From the test results, the recognition rate has decreased. The average recognition rate is 88.7%, a decrease of 2.7 percentage points. The reason for the decrease is that when recording the standard template, the person who recorded the standard template strictly followed the action essentials, while the experimenter did it. During the test, the recognition rate was reduced due to personal reasons (fatigue, etc.), and the movement was not in place due to personal reasons, as well as the deformation of movements between individuals. In general, the recognition rate can meet the requirements of general interactive applications. This experimental program is not limited to training and recognizing these gestures and can also recognize slightly complex actions (such as standing up and sitting down), but the selection of too many action description features may reduce a certain recognition rate, so, the recognition content and recognition range should be considered when selecting features, and an action recognition system should be designed for the purpose of application. At present, gesture tracking and recognition is a hot research and development topic. This project has made good progress in a number of technologies, including denoising and feature extraction technology based on Bezier curve and various standard gesture data acquisition methods based on leapmotion. Gesture recognition studied in this project is a key technology in the field of human-computer interaction, which provides guidance for the development of the industry [27]. The application of gesture recognition technology makes people gradually get rid of the traditional input methods and provide more diversified and humanized services for human beings.

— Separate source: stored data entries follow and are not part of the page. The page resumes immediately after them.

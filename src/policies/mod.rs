mod arm;
mod epsilon_greedy;
mod explore_commit;
mod lin_ucb;
mod oracle;
mod random;
mod thompson;
mod ucb;

pub use arm::ArmEstimate;
pub use epsilon_greedy::EpsilonGreedy;
pub use explore_commit::ExploreCommit;
pub use lin_ucb::LinUcb;
pub use oracle::Oracle;
pub use random::Random;
pub use thompson::ThompsonSampling;
pub use ucb::{Moss, Ucb1};

use crate::envs::{Environment, Family};
use crate::errors::ExperimentError;

use rand::rngs::SmallRng;
use serde::{Deserialize, Serialize};
use std::collections::HashMap;

/// Per-policy parameter values, keyed by policy name then parameter name.
pub type ParameterTable = HashMap<String, HashMap<String, f64>>;

/// One bandit strategy within a single run. Instances carry per-run state
/// only; the experiment builds a fresh instance for every repetition.
pub trait Policy {
    /// Index of the arm to pull in round `t`, based on past observations.
    fn choose(&mut self, t: usize, rng: &mut SmallRng) -> usize;

    /// Feed back the realized reward of the pulled arm.
    fn update(&mut self, arm: usize, reward: f64);
}

/// A named policy with its tunable parameters resolved. Specs are resolved
/// once per experiment and rebuilt into fresh policy instances per
/// repetition, so no state leaks between Monte-Carlo trials.
#[derive(Clone, Debug, Deserialize, PartialEq, Serialize)]
pub enum PolicySpec {
    Random,
    Oracle,
    EpsilonGreedy { epsilon: f64 },
    Ucb1 { rho: f64 },
    Moss { rho: f64 },
    ExploreCommit { rounds: usize },
    ThompsonSampling,
    LinUcb { alpha: f64, lambda: f64 },
}

impl PolicySpec {
    /// Ordered tunable parameter names a policy declares, or `None` for an
    /// unknown policy name.
    pub fn declared_parameters(name: &str) -> Option<&'static [&'static str]> {
        match name {
            "Random" | "Oracle" | "TS" => Some(&[]),
            "EpsilonGreedy" => Some(&["epsilon"]),
            "UCB1" | "MOSS" => Some(&["rho"]),
            "ExploreCommit" => Some(&["m"]),
            "LinUCB" => Some(&["alpha", "lambda"]),
            _ => None,
        }
    }

    fn supported_families(name: &str) -> &'static [Family] {
        match name {
            // rewards on both families stay in [0, 1], where the Beta
            // posterior update is valid
            "TS" => &[Family::Bernoulli, Family::FiniteSupport],
            "LinUCB" => &[Family::LinearGaussian],
            _ => &[
                Family::Bernoulli,
                Family::Gaussian,
                Family::FiniteSupport,
                Family::LinearGaussian,
            ],
        }
    }

    /// Look up a policy by name and bind every declared parameter from the
    /// table. A declared parameter without a configured value is an error,
    /// never a silent default.
    pub fn resolve(
        name: &str,
        family: Family,
        table: &ParameterTable,
    ) -> Result<Self, ExperimentError> {
        let unsupported = || ExperimentError::UnsupportedPolicy {
            policy: name.to_string(),
            family: family.to_string(),
        };
        if !Self::supported_families(name).contains(&family) {
            return Err(unsupported());
        }

        let lookup = |parameter: &str| -> Result<f64, ExperimentError> {
            table
                .get(name)
                .and_then(|params| params.get(parameter))
                .copied()
                .ok_or_else(|| ExperimentError::UnresolvedParameter {
                    policy: name.to_string(),
                    parameter: parameter.to_string(),
                })
        };

        match name {
            "Random" => Ok(Self::Random),
            "Oracle" => Ok(Self::Oracle),
            "EpsilonGreedy" => Ok(Self::EpsilonGreedy {
                epsilon: lookup("epsilon")?,
            }),
            "UCB1" => Ok(Self::Ucb1 {
                rho: lookup("rho")?,
            }),
            "MOSS" => Ok(Self::Moss {
                rho: lookup("rho")?,
            }),
            "ExploreCommit" => Ok(Self::ExploreCommit {
                rounds: lookup("m")? as usize,
            }),
            "TS" => Ok(Self::ThompsonSampling),
            "LinUCB" => {
                let alpha = lookup("alpha")?;
                let lambda = lookup("lambda")?;
                if !lambda.is_finite() || lambda <= 0.0 {
                    return Err(ExperimentError::InvalidParameter {
                        policy: name.to_string(),
                        parameter: "lambda".to_string(),
                        message: "regularisation strength must be positive".to_string(),
                    });
                }
                Ok(Self::LinUcb { alpha, lambda })
            }
            _ => Err(unsupported()),
        }
    }

    /// Fresh policy instance bound to one environment draw.
    pub fn build(
        &self,
        env: &dyn Environment,
        horizon: usize,
    ) -> Result<Box<dyn Policy>, ExperimentError> {
        let arms = env.arm_count();
        Ok(match self {
            PolicySpec::Random => Box::new(Random::new(arms)),
            PolicySpec::Oracle => Box::new(Oracle::new(env.best_arm())),
            PolicySpec::EpsilonGreedy { epsilon } => Box::new(EpsilonGreedy::new(arms, *epsilon)),
            PolicySpec::Ucb1 { rho } => Box::new(Ucb1::new(arms, *rho)),
            PolicySpec::Moss { rho } => Box::new(Moss::new(arms, horizon, *rho)),
            PolicySpec::ExploreCommit { rounds } => Box::new(ExploreCommit::new(arms, *rounds)),
            PolicySpec::ThompsonSampling => Box::new(ThompsonSampling::new(arms)),
            PolicySpec::LinUcb { alpha, lambda } => {
                if !lambda.is_finite() || *lambda <= 0.0 {
                    return Err(ExperimentError::InvalidParameter {
                        policy: "LinUCB".to_string(),
                        parameter: "lambda".to_string(),
                        message: "regularisation strength must be positive".to_string(),
                    });
                }
                let features = (0..arms)
                    .map(|arm| env.features(arm).map(|x| x.to_vec()))
                    .collect::<Option<Vec<_>>>()
                    .ok_or_else(|| ExperimentError::UnsupportedPolicy {
                        policy: "LinUCB".to_string(),
                        family: env.family().to_string(),
                    })?;
                Box::new(LinUcb::new(features, *alpha, *lambda))
            }
        })
    }
}

#[cfg(test)]
mod tests {
    use super::*;
    use crate::envs::Scenario;
    use rand::SeedableRng;

    fn table(policy: &str, entries: &[(&str, f64)]) -> ParameterTable {
        let params = entries
            .iter()
            .map(|(name, value)| (name.to_string(), *value))
            .collect();
        ParameterTable::from([(policy.to_string(), params)])
    }

    #[test]
    fn resolves_declared_parameters_in_order() {
        assert_eq!(
            PolicySpec::declared_parameters("LinUCB"),
            Some(["alpha", "lambda"].as_slice())
        );
        assert_eq!(PolicySpec::declared_parameters("TS"), Some([].as_slice()));
        assert_eq!(PolicySpec::declared_parameters("NoSuchPolicy"), None);
    }

    #[test]
    fn resolves_a_configured_policy() {
        let table = table("UCB1", &[("rho", 0.2)]);
        let spec = PolicySpec::resolve("UCB1", Family::Bernoulli, &table).unwrap();
        assert_eq!(spec, PolicySpec::Ucb1 { rho: 0.2 });
    }

    #[test]
    fn missing_parameter_is_an_error() {
        let result = PolicySpec::resolve("UCB1", Family::Bernoulli, &ParameterTable::new());
        assert!(matches!(
            result,
            Err(ExperimentError::UnresolvedParameter { policy, parameter })
                if policy == "UCB1" && parameter == "rho"
        ));
    }

    #[test]
    fn unknown_policy_is_an_error() {
        let result = PolicySpec::resolve("NoSuchPolicy", Family::Gaussian, &ParameterTable::new());
        assert!(matches!(
            result,
            Err(ExperimentError::UnsupportedPolicy { .. })
        ));
    }

    #[test]
    fn family_mismatch_is_an_error() {
        let result = PolicySpec::resolve("TS", Family::Gaussian, &ParameterTable::new());
        assert!(matches!(
            result,
            Err(ExperimentError::UnsupportedPolicy { policy, family })
                if policy == "TS" && family == "Gaussian"
        ));

        let result = PolicySpec::resolve("LinUCB", Family::Bernoulli, &ParameterTable::new());
        assert!(matches!(
            result,
            Err(ExperimentError::UnsupportedPolicy { .. })
        ));
    }

    #[test]
    fn non_positive_lambda_is_rejected() {
        for lambda in [0.0, -1.0, f64::NAN] {
            let table = table("LinUCB", &[("alpha", 0.5), ("lambda", lambda)]);
            let result = PolicySpec::resolve("LinUCB", Family::LinearGaussian, &table);
            assert!(matches!(
                result,
                Err(ExperimentError::InvalidParameter { parameter, .. }) if parameter == "lambda"
            ));
        }
    }

    #[test]
    fn building_with_a_bad_lambda_is_an_error() {
        let mut rng = SmallRng::seed_from_u64(1234);
        let env = Scenario::LinearGaussian {
            arms: 3,
            features: 2,
            noise: 0.1,
        }
        .build(&mut rng)
        .unwrap();

        let spec = PolicySpec::LinUcb {
            alpha: 0.5,
            lambda: -1.0,
        };
        assert!(matches!(
            spec.build(env.as_ref(), 100),
            Err(ExperimentError::InvalidParameter { .. })
        ));
    }

    #[test]
    fn thompson_sampling_supports_finite_rewards() {
        let spec =
            PolicySpec::resolve("TS", Family::FiniteSupport, &ParameterTable::new()).unwrap();
        assert_eq!(spec, PolicySpec::ThompsonSampling);
    }

    #[test]
    fn parameterless_policies_need_no_table_entry() {
        for name in ["Random", "Oracle", "TS"] {
            assert!(PolicySpec::resolve(name, Family::Bernoulli, &ParameterTable::new()).is_ok());
        }
    }
}
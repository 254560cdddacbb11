use crate::envs::Environment;
use crate::policies::Policy;

use rand::rngs::SmallRng;

/// Arm choices and realized rewards of one run, both of horizon length.
#[derive(Clone, Debug, PartialEq)]
pub struct Trace {
    pub arms: Vec<usize>,
    pub rewards: Vec<f64>,
}

/// Drive one (environment, policy) pair through `horizon` rounds. Each round
/// the policy picks an arm from its own observations so far, the environment
/// draws one reward for it, and the pair is appended to the trace.
pub fn simulate(
    env: &dyn Environment,
    policy: &mut dyn Policy,
    horizon: usize,
    rng: &mut SmallRng,
) -> Trace {
    let mut arms = Vec::with_capacity(horizon);
    let mut rewards = Vec::with_capacity(horizon);

    for t in 0..horizon {
        let arm = policy.choose(t, rng);
        let reward = env.sample(arm, rng);
        policy.update(arm, reward);

        arms.push(arm);
        rewards.push(reward);
    }

    Trace { arms, rewards }
}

In this chapter, the recognition method based on Kinect action is studied. First, it solves the problem of how actions are represented under the Kinect platform and analyzes the strong randomness of actions on the time axis. Combined with the idea of dynamic time regulation, a design based on the action recognition algorithm of DTW, an experimental action recognition system is implemented, and 6 actions based on interaction are defined. The experimental verification can achieve a high recognition effect and meet the requirements of interactive applications. Finally, the application value of the system is discussed.

5. Conclusion

The attitude analysis and recognition system based on artificial intelligence can not only measure human motion information but also obtain human motion feature data and motion state through the analysis of attitude data. The research on posture analysis and recognition system has high scientific and theoretical significance, commercial value, military value, and social value, such as stage performance, rehabilitation medicine, special effect production, game interaction, and sports training. The market potential is very huge. In this paper, a human posture analysis and recognition system is designed based on artificial intelligence technology. Through this system, human motion information is collected, analyzed, and recognized, and the posture solution and recognition algorithm are studied and realized. Firstly, a feasible calibration scheme is applied to solve the inaccurate solution caused by the inconsistency between the output of a single inertial sensor and the real value. Then, according to the characteristics of the system, an attitude solution algorithm based on gradient descent algorithm is designed to minimize the impact of system noise and estimation error. An attitude analysis and recognition method based on attitude angle is proposed. The feasibility and performance of the system are also verified by experiments.

Data Availability

The data used to support the findings of this study are available from the corresponding author upon request.

Conflicts of Interest

The authors declare that they have no conflicts of interest.